Researchers examined recovery three months after 70 patients experienced a moderate to severe ischemic stroke, involving a clot blocking a large vessel. All had salvageable brain tissue on imaging and received the clot-busting drugs within 4.5 hours of stroke onset. In addition, half had their clots physically removed (thrombectomy). Researchers calculated disability level, quality of life scores, procedure and inpatient care costs.

Among their findings:

  • Patients undergoing thrombectomy spent less time in the hospital with a median time of five days compared to  eight days.
  • Thrombectomy patients often needed no rehabilitation, while drug therapy patients spent a median of 27 days in rehabilitation.
  • Even after spending an extra $11,507 to transport patients and perform thrombectomy, inpatient care in the first three months following a stroke costed $2,417 less for patients who had their clots removed in addition to receiving tissue plasminogen activator (tPA).
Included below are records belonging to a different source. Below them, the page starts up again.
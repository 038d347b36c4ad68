use std::sync::Arc;

use anyhow::{anyhow, Result};
use log::{error, info};
use serde::Serialize;
use tauri::{AppHandle, Emitter};
use tokio::sync::Mutex;

use crate::history::HistoryStore;
use crate::inference::Classifier;
use crate::models::{HistoryEntry, ImageRef};

use super::{CapturePhase, CaptureState};

#[derive(Serialize, Clone)]
struct CaptureCompletedEvent {
    entry: HistoryEntry,
}

/// Drives one capture-analyze-record run at a time. The state lock is held
/// only across transitions, never across the network or storage awaits, and
/// the `Analyzing` guard keeps a second submission out while one is in
/// flight. `Done` is reached only after the store append has persisted.
pub struct CaptureController<C: Classifier> {
    state: Arc<Mutex<CaptureState>>,
    store: HistoryStore,
    classifier: Arc<C>,
    app_handle: Option<AppHandle>,
}

impl<C: Classifier> Clone for CaptureController<C> {
    fn clone(&self) -> Self {
        Self {
            state: self.state.clone(),
            store: self.store.clone(),
            classifier: self.classifier.clone(),
            app_handle: self.app_handle.clone(),
        }
    }
}

impl<C: Classifier> CaptureController<C> {
    pub fn new(store: HistoryStore, classifier: C) -> Self {
        Self {
            state: Arc::new(Mutex::new(CaptureState::new())),
            store,
            classifier: Arc::new(classifier),
            app_handle: None,
        }
    }

    pub fn with_app_handle(mut self, app_handle: AppHandle) -> Self {
        self.app_handle = Some(app_handle);
        self
    }

    pub async fn get_state(&self) -> CaptureState {
        self.state.lock().await.clone()
    }

    /// Records a successful pick. Rejected only while a request is in
    /// flight; picking again over an existing selection just replaces it.
    pub async fn choose_image(&self, image: ImageRef) -> Result<CaptureState> {
        let snapshot = {
            let mut state = self.state.lock().await;
            if !state.can_pick() {
                return Err(anyhow!("cannot change the image while analyzing"));
            }
            state.choose_image(image);
            state.clone()
        };
        self.emit_state(&snapshot);
        Ok(snapshot)
    }

    /// "Choose another": back to `Idle`, dropping the selection.
    pub async fn clear_image(&self) -> Result<CaptureState> {
        let snapshot = {
            let mut state = self.state.lock().await;
            if !state.can_pick() {
                return Err(anyhow!("cannot discard the image while analyzing"));
            }
            state.clear_image();
            state.clone()
        };
        self.emit_state(&snapshot);
        Ok(snapshot)
    }

    /// Submits the chosen image to the grader and, on success, persists the
    /// record before handing it off. Any failure returns the run to
    /// `ImageChosen` with the error attached; nothing is appended then.
    pub async fn analyze(&self) -> Result<HistoryEntry> {
        let image = {
            let mut state = self.state.lock().await;
            match state.phase {
                CapturePhase::ImageChosen => {}
                CapturePhase::Analyzing => return Err(anyhow!("analysis already in flight")),
                CapturePhase::Idle | CapturePhase::Done => {
                    return Err(anyhow!("no image chosen to analyze"))
                }
            }
            let image = state
                .image
                .clone()
                .ok_or_else(|| anyhow!("image missing from chosen state"))?;
            state.begin_analysis();
            image
        };
        self.emit_current_state().await;

        let result = match self.classifier.classify(&image).await {
            Ok(result) => result,
            Err(err) => {
                error!("classification failed: {err}");
                return self.fail(err.to_string()).await;
            }
        };

        let entry = HistoryEntry::new(image, result);
        if let Err(err) = self.store.append(entry.clone()).await {
            error!("failed to persist prediction {}: {err}", entry.id);
            return self.fail(err.to_string()).await;
        }

        let snapshot = {
            let mut state = self.state.lock().await;
            state.complete(entry.clone());
            state.clone()
        };
        info!(
            "capture {} recorded as {} ({:.1}%)",
            entry.id,
            entry.result.class.as_str(),
            entry.result.confidence * 100.0
        );
        self.emit_state(&snapshot);
        self.emit_completed(&entry);

        Ok(entry)
    }

    /// Starts a fresh workflow instance from any terminal or idle phase.
    pub async fn reset(&self) -> CaptureState {
        let snapshot = {
            let mut state = self.state.lock().await;
            state.reset();
            state.clone()
        };
        self.emit_state(&snapshot);
        snapshot
    }

    async fn fail(&self, message: String) -> Result<HistoryEntry> {
        let snapshot = {
            let mut state = self.state.lock().await;
            state.fail_analysis(message.clone());
            state.clone()
        };
        self.emit_state(&snapshot);
        Err(anyhow!(message))
    }

    async fn emit_current_state(&self) {
        let snapshot = self.state.lock().await.clone();
        self.emit_state(&snapshot);
    }

    fn emit_state(&self, state: &CaptureState) {
        if let Some(app_handle) = &self.app_handle {
            let _ = app_handle.emit("capture-state-changed", state.clone());
        }
    }

    fn emit_completed(&self, entry: &HistoryEntry) {
        if let Some(app_handle) = &self.app_handle {
            let payload = CaptureCompletedEvent {
                entry: entry.clone(),
            };
            let _ = app_handle.emit("capture-completed", payload);
        }
    }
}

#[cfg(test)]
mod tests {
    use super::*;
    use crate::error::InferenceError;
    use crate::models::{PredictionResult, RipenessClass};
    use std::sync::Mutex as StdMutex;
    use tempfile::tempdir;

    struct FakeClassifier {
        responses: StdMutex<Vec<Result<PredictionResult, InferenceError>>>,
    }

    impl FakeClassifier {
        fn new(responses: Vec<Result<PredictionResult, InferenceError>>) -> Self {
            Self {
                responses: StdMutex::new(responses),
            }
        }
    }

    impl Classifier for FakeClassifier {
        async fn classify(&self, _image: &ImageRef) -> Result<PredictionResult, InferenceError> {
            self.responses
                .lock()
                .unwrap()
                .remove(0)
        }
    }

    fn controller(
        dir: &tempfile::TempDir,
        responses: Vec<Result<PredictionResult, InferenceError>>,
    ) -> CaptureController<FakeClassifier> {
        let store = HistoryStore::new(dir.path().join("history.json")).unwrap();
        CaptureController::new(store, FakeClassifier::new(responses))
    }

    #[tokio::test]
    async fn successful_run_persists_before_reaching_done() {
        let dir = tempdir().unwrap();
        let prediction = PredictionResult::from_top_label(RipenessClass::Ripe, 0.87);
        let controller = controller(&dir, vec![Ok(prediction)]);

        controller
            .choose_image(ImageRef::new("/tmp/pomelo.jpg"))
            .await
            .unwrap();
        let entry = controller.analyze().await.unwrap();

        assert!((entry.result.probability_of(RipenessClass::Ripe) - 0.87).abs() < 1e-9);
        assert!((entry.result.probability_of(RipenessClass::Overripe) - 0.13).abs() < 1e-9);

        let state = controller.get_state().await;
        assert_eq!(state.phase, CapturePhase::Done);

        // The handed-off entry is already in the store.
        let stored = controller.store.load_all().await.unwrap();
        assert_eq!(stored.len(), 1);
        assert_eq!(stored[0].id, entry.id);
    }

    #[tokio::test]
    async fn failed_classification_returns_to_image_chosen_without_append() {
        let dir = tempdir().unwrap();
        let controller = controller(&dir, vec![Err(InferenceError::NonSuccessStatus(500))]);

        controller
            .choose_image(ImageRef::new("/tmp/pomelo.jpg"))
            .await
            .unwrap();
        assert!(controller.analyze().await.is_err());

        let state = controller.get_state().await;
        assert_eq!(state.phase, CapturePhase::ImageChosen);
        assert_eq!(state.image, Some(ImageRef::new("/tmp/pomelo.jpg")));
        assert!(state.error.is_some());

        assert!(controller.store.load_all().await.unwrap().is_empty());
    }

    #[tokio::test]
    async fn retry_after_failure_succeeds() {
        let dir = tempdir().unwrap();
        let prediction = PredictionResult::from_top_label(RipenessClass::Overripe, 0.6);
        let controller = controller(
            &dir,
            vec![Err(InferenceError::Timeout), Ok(prediction)],
        );

        controller
            .choose_image(ImageRef::new("/tmp/pomelo.jpg"))
            .await
            .unwrap();
        assert!(controller.analyze().await.is_err());
        let entry = controller.analyze().await.unwrap();

        assert_eq!(entry.result.class, RipenessClass::Overripe);
        assert_eq!(controller.get_state().await.phase, CapturePhase::Done);
    }

    #[tokio::test]
    async fn analyze_without_an_image_is_rejected() {
        let dir = tempdir().unwrap();
        let controller = controller(&dir, vec![]);
        assert!(controller.analyze().await.is_err());
    }

    #[tokio::test]
    async fn done_is_terminal_until_reset() {
        let dir = tempdir().unwrap();
        let prediction = PredictionResult::from_top_label(RipenessClass::Ripe, 0.9);
        let controller = controller(&dir, vec![Ok(prediction)]);

        controller
            .choose_image(ImageRef::new("/tmp/pomelo.jpg"))
            .await
            .unwrap();
        controller.analyze().await.unwrap();

        // A second analyze on the finished run is rejected.
        assert!(controller.analyze().await.is_err());

        let state = controller.reset().await;
        assert_eq!(state.phase, CapturePhase::Idle);
        assert!(state.entry.is_none());
    }
}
  • Based on assessments three months after stroke, life expectancy was greater in the thrombectomy group– with a median time of 12.6 years — than in those receiving tPA alone with a median time of 7.4 years.
  • Over a lifetime thrombectomy recipients were predicted to have more years with a higher quality of life (median 7.5) than those who received tPA alone (4 years).
  • Thrombectomy recipients were predicted to spend fewer years of their lives disabled (median 5.5) than those who received tPA alone (median 8.9).